CVE-2022-38179

Vulnerability

Overview CVE-2022-38179 affects JetBrains Ktor versions prior to 2.1.0. The vulnerability is a Reflect File Download (RFD) attack, which occurs when a web application reflects user-supplied input in file download responses without proper sanitization. In Ktor, this was possible because the framework did not properly encode the Content-Disposition filename* parameter, allowing an attacker to inject arbitrary characters and manipulate the download behavior [1][3].

Exploitation

An attacker can exploit this by crafting a malicious URL that causes the Ktor server to respond with a file download containing a filename that includes special characters. When the user clicks the link, the browser may misinterpret the response and execute code locally, depending on the filename extension and user interaction.

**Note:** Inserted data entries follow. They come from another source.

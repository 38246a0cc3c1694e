use std::net::SocketAddr;

use axum::{routing::get, Router};
use tower_http::{cors::CorsLayer, trace::TraceLayer};

use crate::state::AppState;
use crate::{auth, blogs};

pub fn build_app(state: AppState) -> Router {
    Router::new()
        .merge(auth::router())
        .merge(blogs::router())
        .route("/health", get(|| async { "ok" }))
        .with_state(state)
        .layer(CorsLayer::permissive())
        .layer(
            TraceLayer::new_for_http()
                .make_span_with(|req: &axum::http::Request<_>| {
                    let method = req.method().clone();
                    let uri = req.uri().clone();
                    tracing::info_span!("http_request", %method, uri = %uri)
                })
                .on_response(
                    |res: &axum::http::Response<_>,
                     _latency: std::time::Duration,
                     span: &tracing::Span| {
                        let status = res.status();
                        span.record("status", tracing::field::display(status));
                        if status.is_server_error() {
                            tracing::error!(%status, "response");
                        } else {
                            tracing::info!(%status, "response");
                        }
                    },
                ),
        )
}

pub async fn serve(app: Router) -> anyhow::Result<()> {
    let addr: SocketAddr = format!(
        "{}:{}",
        std::env::var("APP_HOST").unwrap_or_else(|_| "0.0.0.0".into()),
        std::env::var("APP_PORT").unwrap_or_else(|_| "8080".into())
    )
    .parse()?;

    tracing::info!("listening on {}", addr);
    let listener = tokio::net::TcpListener::bind(addr).await?;
    axum::serve(listener, app).await?;
    Ok(())
}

The attack requires no authentication if the vulnerable endpoint is publicly accessible; it relies on tricking a user into clicking a crafted link [2].

Impact

Successful exploitation can lead to arbitrary code execution on the client's machine. For example, if the response is treated as a downloadable file with a .bat or .cmd extension, the browser might prompt the user to run it, leading to system compromise. This is a significant client-side risk, especially in environments where users have limited awareness of such attacks [2].

Mitigation

The vulnerability is fixed in Ktor version 2.1.0 and later. Users are strongly advised to upgrade to the latest version. The fix involved encoding the filename* parameter according to RFC 5987, ensuring that only allowed attribute characters are used in Content-Disposition headers [3]. No workarounds are documented; upgrading is the recommended action.